#### Try it:
Somewhere below is a line with "pub mod reconciler;" and, later, a line with "Tokens are SHA-256"; repeat those two lines and all the lines between them, exactly as they are.
= = =
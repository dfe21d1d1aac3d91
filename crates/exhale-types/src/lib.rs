//! Shared domain types for Exhale.
//!
//! This crate contains the core domain types used across the Exhale coaching
//! platform: Appointment, AppointmentMessage, AvailabilityWindow, Principal,
//! room events, and their associated error types.
//!
//! Zero infrastructure dependencies -- only serde, uuid, chrono, thiserror.

pub mod appointment;
pub mod availability;
pub mod config;
pub mod error;
pub mod event;
pub mod identity;
pub mod message;
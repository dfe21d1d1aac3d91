//! Application state wiring all services together.
//!
//! AppState holds the concrete service instances used by both CLI and REST API.
//! Services are generic over repository traits, but AppState pins them to the
//! concrete SQLite implementations.

use std::path::PathBuf;
use std::sync::Arc;

use exhale_core::messaging::MessageService;
use exhale_core::realtime::RoomRegistry;
use exhale_core::scheduling::AppointmentService;
use exhale_infra::config::{load_platform_config, resolve_data_dir};
use exhale_infra::sqlite::appointment::SqliteAppointmentRepository;
use exhale_infra::sqlite::availability::SqliteAvailabilitySource;
use exhale_infra::sqlite::message::SqliteMessageRepository;
use exhale_infra::sqlite::pool::DatabasePool;
use exhale_types::config::PlatformConfig;

/// Per-receiver buffer of undelivered room signals before lagging. Consumers
/// recover from lag by re-fetching, so this stays small.
const ROOM_CAPACITY: usize = 256;

/// Concrete type aliases for the service generics pinned to SQLite implementations.
pub type ConcreteAppointmentService =
    AppointmentService<SqliteAppointmentRepository, SqliteAvailabilitySource>;

pub type ConcreteMessageService =
    MessageService<SqliteMessageRepository, SqliteAppointmentRepository>;

/// Shared application state holding all services.
///
/// Used by both CLI commands and REST API handlers.
#[derive(Clone)]
pub struct AppState {
    pub appointments: Arc<ConcreteAppointmentService>,
    pub messages: Arc<ConcreteMessageService>,
    pub rooms: Arc<RoomRegistry>,
    pub config: PlatformConfig,
    pub data_dir: PathBuf,
    pub db_pool: DatabasePool,
}

impl AppState {
    /// Initialize the application state: connect to DB, wire services.
    pub async fn init() -> anyhow::Result<Self> {
        let data_dir = resolve_data_dir();

        // Ensure data directory exists
        tokio::fs::create_dir_all(&data_dir).await?;

        // Initialize database
        let db_url = format!(
            "sqlite://{}?mode=rwc",
            data_dir.join("exhale.db").display()
        );
        let db_pool = DatabasePool::new(&db_url).await?;

        let config = load_platform_config(&data_dir).await;

        // Wire the scheduling service (lifecycle + availability resolver)
        let appointment_repo = SqliteAppointmentRepository::new(db_pool.clone());
        let availability = SqliteAvailabilitySource::new(db_pool.clone());
        let appointments =
            AppointmentService::new(appointment_repo.clone(), availability, config.clone());

        // Wire the message store; it shares the appointment repository for
        // party authorization.
        let message_repo = SqliteMessageRepository::new(db_pool.clone());
        let messages = MessageService::new(message_repo, appointment_repo, &config);

        Ok(Self {
            appointments: Arc::new(appointments),
            messages: Arc::new(messages),
            rooms: Arc::new(RoomRegistry::new(ROOM_CAPACITY)),
            config,
            data_dir,
            db_pool,
        })
    }
}
//! Appointment, status lifecycle, history, and rating types for Exhale.
//!
//! An appointment is never deleted: cancellation and rescheduling are
//! statuses, and every transition appends one entry to the append-only
//! history.

use chrono::{DateTime, Duration, Utc};
use serde::{Deserialize, Serialize};
use uuid::Uuid;

use std::fmt;
use std::str::FromStr;

/// Lifecycle status of an appointment.
///
/// Maps to the CHECK constraint in the SQLite schema:
/// `CHECK (status IN ('pending', 'confirmed', 'completed', 'cancelled', 'rescheduled'))`
#[derive(Debug, Clone, Copy, PartialEq, Eq, Hash, Serialize, Deserialize)]
#[serde(rename_all = "lowercase")]
pub enum AppointmentStatus {
    Pending,
    Confirmed,
    Completed,
    Cancelled,
    Rescheduled,
}

impl AppointmentStatus {
    /// Whether this status holds the slot against other bookings.
    pub fn is_active(&self) -> bool {
        matches!(self, AppointmentStatus::Pending | AppointmentStatus::Confirmed)
    }
}

impl fmt::Display for AppointmentStatus {
    fn fmt(&self, f: &mut fmt::Formatter<'_>) -> fmt::Result {
        match self {
            AppointmentStatus::Pending => write!(f, "pending"),
            AppointmentStatus::Confirmed => write!(f, "confirmed"),
            AppointmentStatus::Completed => write!(f, "completed"),
            AppointmentStatus::Cancelled => write!(f, "cancelled"),
            AppointmentStatus::Rescheduled => write!(f, "rescheduled"),
        }
    }
}

impl FromStr for AppointmentStatus {
    type Err = String;

    fn from_str(s: &str) -> Result<Self, Self::Err> {
        match s.to_lowercase().as_str() {
            "pending" => Ok(AppointmentStatus::Pending),
            "confirmed" => Ok(AppointmentStatus::Confirmed),
            "completed" => Ok(AppointmentStatus::Completed),
            "cancelled" => Ok(AppointmentStatus::Cancelled),
            "rescheduled" => Ok(AppointmentStatus::Rescheduled),
            other => Err(format!("invalid appointment status: '{other}'")),
        }
    }
}

impl Default for AppointmentStatus {
    fn default() -> Self {
        AppointmentStatus::Pending
    }
}

/// What a history entry records.
#[derive(Debug, Clone, Copy, PartialEq, Eq, Serialize, Deserialize)]
#[serde(rename_all = "lowercase")]
pub enum HistoryAction {
    Booked,
    Confirmed,
    Completed,
    Cancelled,
    Rescheduled,
    Rated,
}

impl fmt::Display for HistoryAction {
    fn fmt(&self, f: &mut fmt::Formatter<'_>) -> fmt::Result {
        match self {
            HistoryAction::Booked => write!(f, "booked"),
            HistoryAction::Confirmed => write!(f, "confirmed"),
            HistoryAction::Completed => write!(f, "completed"),
            HistoryAction::Cancelled => write!(f, "cancelled"),
            HistoryAction::Rescheduled => write!(f, "rescheduled"),
            HistoryAction::Rated => write!(f, "rated"),
        }
    }
}

/// One entry in an appointment's append-only history.
///
/// `detail` carries the cancellation reason, or the id of the replacement
/// appointment on a reschedule.
#[derive(Debug, Clone, PartialEq, Serialize, Deserialize)]
#[serde(rename_all = "camelCase")]
pub struct HistoryEntry {
    pub action: HistoryAction,
    pub timestamp: DateTime<Utc>,
    pub actor: Uuid,
    #[serde(skip_serializing_if = "Option::is_none", default)]
    pub detail: Option<String>,
}

/// A one-time rating left by the participant after completion.
#[derive(Debug, Clone, PartialEq, Serialize, Deserialize)]
#[serde(rename_all = "camelCase")]
pub struct Rating {
    pub score: u8,
    pub feedback: Option<String>,
    pub rated_at: DateTime<Utc>,
}

/// A booked coaching session between a participant and a coach.
///
/// Wire fields are camelCase for the platform's JS clients.
#[derive(Debug, Clone, Serialize, Deserialize)]
#[serde(rename_all = "camelCase")]
pub struct Appointment {
    pub id: Uuid,
    pub participant_id: Uuid,
    pub coach_id: Uuid,
    pub scheduled_start: DateTime<Utc>,
    pub duration_minutes: u32,
    pub status: AppointmentStatus,
    pub notes: Option<String>,
    pub rating: Option<Rating>,
    pub history: Vec<HistoryEntry>,
    pub created_at: DateTime<Utc>,
    pub updated_at: DateTime<Utc>,
}

impl Appointment {
    /// Exclusive end of the booked window.
    pub fn scheduled_end(&self) -> DateTime<Utc> {
        self.scheduled_start + Duration::minutes(self.duration_minutes as i64)
    }

    /// Half-open interval intersection against `[start, end)`.
    pub fn overlaps(&self, start: DateTime<Utc>, end: DateTime<Utc>) -> bool {
        self.scheduled_start < end && start < self.scheduled_end()
    }

    /// Whether the given principal id is the participant or the coach.
    pub fn is_party(&self, principal_id: Uuid) -> bool {
        self.participant_id == principal_id || self.coach_id == principal_id
    }

    /// Append a history entry. History is append-only, never mutated.
    pub fn record(&mut self, action: HistoryAction, actor: Uuid, detail: Option<String>) {
        self.history.push(HistoryEntry {
            action,
            timestamp: Utc::now(),
            actor,
            detail,
        });
        self.updated_at = Utc::now();
    }
}

#[cfg(test)]
mod tests {
    use super::*;
    use chrono::TimeZone;

    fn make_appointment(start: DateTime<Utc>, minutes: u32) -> Appointment {
        Appointment {
            id: Uuid::now_v7(),
            participant_id: Uuid::now_v7(),
            coach_id: Uuid::now_v7(),
            scheduled_start: start,
            duration_minutes: minutes,
            status: AppointmentStatus::Pending,
            notes: None,
            rating: None,
            history: Vec::new(),
            created_at: Utc::now(),
            updated_at: Utc::now(),
        }
    }

    #[test]
    fn test_status_roundtrip() {
        for status in [
            AppointmentStatus::Pending,
            AppointmentStatus::Confirmed,
            AppointmentStatus::Completed,
            AppointmentStatus::Cancelled,
            AppointmentStatus::Rescheduled,
        ] {
            let s = status.to_string();
            let parsed: AppointmentStatus = s.parse().unwrap();
            assert_eq!(status, parsed);
        }
    }

    #[test]
    fn test_status_serde() {
        let json = serde_json::to_string(&AppointmentStatus::Confirmed).unwrap();
        assert_eq!(json, "\"confirmed\"");
    }

    #[test]
    fn test_active_statuses_hold_the_slot() {
        assert!(AppointmentStatus::Pending.is_active());
        assert!(AppointmentStatus::Confirmed.is_active());
        assert!(!AppointmentStatus::Completed.is_active());
        assert!(!AppointmentStatus::Cancelled.is_active());
        assert!(!AppointmentStatus::Rescheduled.is_active());
    }

    #[test]
    fn test_overlap_is_half_open() {
        let start = Utc.with_ymd_and_hms(2026, 3, 2, 13, 0, 0).unwrap();
        let appt = make_appointment(start, 120);

        // Touching intervals do not overlap
        let before = Utc.with_ymd_and_hms(2026, 3, 2, 11, 0, 0).unwrap();
        assert!(!appt.overlaps(before, start));
        let end = appt.scheduled_end();
        let after = Utc.with_ymd_and_hms(2026, 3, 2, 17, 0, 0).unwrap();
        assert!(!appt.overlaps(end, after));

        // One minute of intersection does
        let late = Utc.with_ymd_and_hms(2026, 3, 2, 14, 59, 0).unwrap();
        assert!(appt.overlaps(late, late + Duration::minutes(120)));
    }

    #[test]
    fn test_record_appends_history() {
        let mut appt = make_appointment(Utc::now(), 60);
        let coach = appt.coach_id;
        appt.record(HistoryAction::Confirmed, coach, None);
        appt.record(HistoryAction::Cancelled, coach, Some("sick".to_string()));

        assert_eq!(appt.history.len(), 2);
        assert_eq!(appt.history[0].action, HistoryAction::Confirmed);
        assert_eq!(appt.history[1].detail.as_deref(), Some("sick"));
    }

    #[test]
    fn test_appointment_serializes_camel_case() {
        let appt = make_appointment(Utc::now(), 120);
        let json = serde_json::to_string(&appt).unwrap();
        assert!(json.contains("\"scheduledStart\""));
        assert!(json.contains("\"durationMinutes\""));
        assert!(json.contains("\"status\":\"pending\""));
    }
}
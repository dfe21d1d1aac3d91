//! Client-side reconciliation of optimistic sends, push hints, and polls.

pub mod reconciler;

pub use reconciler::{ClientMessage, MessageFeed, SyncReconciler};
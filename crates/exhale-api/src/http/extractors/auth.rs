//! Bearer-token authentication extractor.
//!
//! Extracts and verifies access tokens from:
//! - `Authorization: Bearer <token>` header
//! - `X-API-Key: <token>` header
//!
//! Tokens are SHA-256 hashed and compared against the `access_tokens` table,
//! which stands in for the external identity provider: each token maps to a
//! `{principal_id, role}` pair. This core performs authorization checks with
//! that pair but never issues or validates real credentials.

use axum::extract::FromRequestParts;
use axum::http::request::Parts;
use sha2::{Digest, Sha256};
use sqlx::Row;
use uuid::Uuid;

use exhale_types::identity::{Principal, Role};

use crate::http::error::AppError;
use crate::state::AppState;

impl FromRequestParts<AppState> for Principal {
    type Rejection = AppError;

    async fn from_request_parts(
        parts: &mut Parts,
        state: &AppState,
    ) -> Result<Self, Self::Rejection> {
        // Extract the token from headers
        let token = extract_token(parts)?;

        // Hash the provided token
        let token_hash = hash_token(&token);

        // Resolve to a principal
        let result =
            sqlx::query("SELECT id, principal_id, role FROM access_tokens WHERE token_hash = ?")
                .bind(&token_hash)
                .fetch_optional(&state.db_pool.reader)
                .await
                .map_err(|e| AppError::Internal(format!("Database error: {e}")))?;

        match result {
            Some(row) => {
                let principal_id: String = row.get("principal_id");
                let role: String = row.get("role");
                let principal_id = principal_id
                    .parse::<Uuid>()
                    .map_err(|e| AppError::Internal(format!("Corrupt principal id: {e}")))?;
                let role = role
                    .parse::<Role>()
                    .map_err(|e| AppError::Internal(format!("Corrupt role: {e}")))?;

                // Update last_used_at (best effort, don't fail the request)
                let id: String = row.get("id");
                let now = chrono::Utc::now().to_rfc3339();
                let _ = sqlx::query("UPDATE access_tokens SET last_used_at = ? WHERE id = ?")
                    .bind(&now)
                    .bind(&id)
                    .execute(&state.db_pool.writer)
                    .await;

                Ok(Principal::new(principal_id, role))
            }
            None => Err(AppError::Unauthorized(
                "Invalid access token. Provide a valid token via 'Authorization: Bearer <token>' or 'X-API-Key: <token>' header.".to_string(),
            )),
        }
    }
}

/// Extract the access token from request headers.
fn extract_token(parts: &Parts) -> Result<String, AppError> {
    // Try Authorization: Bearer <token>
    if let Some(auth) = parts.headers.get("authorization") {
        let auth_str = auth.to_str().map_err(|_| {
            AppError::Unauthorized("Invalid Authorization header encoding".to_string())
        })?;
        if let Some(token) = auth_str.strip_prefix("Bearer ") {
            return Ok(token.trim().to_string());
        }
    }

    // Try X-API-Key header
    if let Some(token) = parts.headers.get("x-api-key") {
        let token_str = token.to_str().map_err(|_| {
            AppError::Unauthorized("Invalid X-API-Key header encoding".to_string())
        })?;
        return Ok(token_str.trim().to_string());
    }

    Err(AppError::Unauthorized(
        "Missing access token. Provide via 'Authorization: Bearer <token>' or 'X-API-Key: <token>' header.".to_string(),
    ))
}

/// Compute SHA-256 hash of an access token (lowercase hex).
pub fn hash_token(token: &str) -> String {
    let digest = Sha256::digest(token.as_bytes());
    format!("{:x}", digest)
}

/// Issue a new access token for a principal and store its hash.
///
/// Returns the plaintext token; it is shown once and never stored.
pub async fn issue_token(
    state: &AppState,
    principal_id: Uuid,
    role: Role,
    name: Option<&str>,
) -> anyhow::Result<String> {
    let plaintext = format!(
        "exh_{}{}",
        Uuid::new_v4().simple(),
        Uuid::new_v4().simple()
    );
    let token_hash = hash_token(&plaintext);
    let id = Uuid::now_v7().to_string();
    let now = chrono::Utc::now().to_rfc3339();

    sqlx::query(
        "INSERT INTO access_tokens (id, token_hash, principal_id, role, name, created_at) VALUES (?, ?, ?, ?, ?, ?)",
    )
    .bind(&id)
    .bind(&token_hash)
    .bind(principal_id.to_string())
    .bind(role.to_string())
    .bind(name)
    .bind(&now)
    .execute(&state.db_pool.writer)
    .await?;

    Ok(plaintext)
}

#[cfg(test)]
mod tests {
    use super::*;

    #[test]
    fn test_hash_token_is_stable_hex() {
        let a = hash_token("exh_deadbeef");
        let b = hash_token("exh_deadbeef");
        assert_eq!(a, b);
        assert_eq!(a.len(), 64);
        assert!(a.chars().all(|c| c.is_ascii_hexdigit()));
    }

    #[test]
    fn test_different_tokens_hash_differently() {
        assert_ne!(hash_token("exh_one"), hash_token("exh_two"));
    }
}
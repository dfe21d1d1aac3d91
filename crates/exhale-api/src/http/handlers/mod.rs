//! HTTP request handlers for the REST API.

pub mod appointment;
pub mod message;
pub mod ws;
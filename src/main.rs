use anyhow::{bail, Context, Result};
use calscrape::model::FilerRecord;
use calscrape::{fetch, persist, pool::TaskPool};
use std::{env, path::PathBuf};
use tracing::{error, info, warn};
use tracing_subscriber::{fmt, EnvFilter};

/// Letter prefixes the listing endpoint buckets filers under: A-Z plus "0"
/// for names that start with a digit.
const LETTERS: &str = "ABCDEFGHIJKLMNOPQRSTUVWXYZ0";
const DEFAULT_SESSION: &str = "2023";
const DEFAULT_CONCURRENCY: usize = 4;
const DEFAULT_CSV_PATH: &str = "5k-filers.csv";

const USAGE: &str = "Usage: calscrape [--snapshot] [--concurrency N] [--out PATH] [SESSION]";

struct RunConfig {
    session: String,
    concurrency: usize,
    /// Snapshot flow scrapes per-filer activity and writes a session JSON
    /// document; the default merge flow stops at discovery and merges into
    /// the shared CSV.
    snapshot: bool,
    out: Option<PathBuf>,
}

fn parse_args() -> Result<RunConfig> {
    let mut config = RunConfig {
        session: DEFAULT_SESSION.to_string(),
        concurrency: DEFAULT_CONCURRENCY,
        snapshot: false,
        out: None,
    };

    let mut args = env::args().skip(1);
    while let Some(arg) = args.next() {
        match arg.as_str() {
            "--snapshot" => config.snapshot = true,
            "--concurrency" => {
                let value = args.next().with_context(|| USAGE.to_string())?;
                config.concurrency = value
                    .parse()
                    .with_context(|| format!("--concurrency must be a number; {USAGE}"))?;
            }
            "--out" => {
                config.out = Some(PathBuf::from(
                    args.next().with_context(|| USAGE.to_string())?,
                ));
            }
            other if !other.starts_with('-') => config.session = other.to_string(),
            other => bail!("unknown flag {other}; {USAGE}"),
        }
    }
    if config.concurrency == 0 {
        bail!("--concurrency must be at least 1; {USAGE}");
    }
    Ok(config)
}

#[tokio::main]
async fn main() -> Result<()> {
    // ─── init logging ────────────────────────────────────────────────
    let env = EnvFilter::try_from_default_env().unwrap_or_else(|_| EnvFilter::new("info"));
    fmt::Subscriber::builder().with_env_filter(env).init();

    let config = parse_args()?;
    info!(
        session = %config.session,
        flow = if config.snapshot { "snapshot" } else { "merge" },
        "scraping $5K filers"
    );

    let client = fetch::client()?;

    // ─── wave 1: filer discovery across every letter prefix ──────────
    let mut discovery: TaskPool<Vec<FilerRecord>> = TaskPool::new(config.concurrency);
    for letter in LETTERS.chars() {
        let client = client.clone();
        let session = config.session.clone();
        discovery.spawn(async move { fetch::filers::fetch_filers(&client, letter, &session).await });
    }

    let mut filers = Vec::new();
    for result in discovery.drain().await {
        // Listing pages exist for every letter; a failed one is systemic
        // and nothing downstream can proceed without the filer list.
        filers.extend(result?);
    }
    info!(count = filers.len(), "discovery complete");

    if config.snapshot {
        // ─── wave 2: per-filer financial activity ────────────────────
        let mut activity: TaskPool<FilerRecord> = TaskPool::new(config.concurrency);
        for mut filer in filers {
            let client = client.clone();
            let session = config.session.clone();
            activity.spawn(async move {
                let quarters =
                    fetch::activity::fetch_activity(&client, &filer.filer_id, &session)
                        .await
                        .with_context(|| {
                            format!("filer {} ({})", filer.filer_id, filer.name)
                        })?;
                filer.quarters = quarters;
                Ok(filer)
            });
        }

        let mut scraped = Vec::new();
        let mut failures = 0usize;
        for result in activity.drain().await {
            match result {
                Ok(filer) => scraped.push(filer),
                Err(err) => {
                    // One malformed or unreachable detail page must not
                    // discard the rest of the wave.
                    error!("activity scrape failed: {err:#}");
                    failures += 1;
                }
            }
        }
        if failures > 0 {
            warn!(failures, kept = scraped.len(), "some filers could not be scraped");
        }

        // Completion order is network order; sort before persisting.
        scraped.sort_by(|a, b| a.name.cmp(&b.name).then_with(|| a.filer_id.cmp(&b.filer_id)));

        let dir = config.out.unwrap_or_else(|| PathBuf::from("."));
        persist::write_snapshot(&dir, &config.session, scraped)?;
    } else {
        let path = config
            .out
            .unwrap_or_else(|| PathBuf::from(DEFAULT_CSV_PATH));
        persist::merge_filers(&path, &config.session, &filers)?;
    }

    info!("all done");
    Ok(())
}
= = =
#### Result:
pub mod reconciler;

pub use reconciler::{ClientMessage, MessageFeed, SyncReconciler};
filename crates/exhale-api/src/http/extractors/auth.rs
//! Bearer-token authentication extractor.
//!
//! Extracts and verifies access tokens from:
//! - `Authorization: Bearer <token>` header
//! - `X-API-Key: <token>` header
//!
//! Tokens are SHA-256 hashed and compared against the `access_tokens` table,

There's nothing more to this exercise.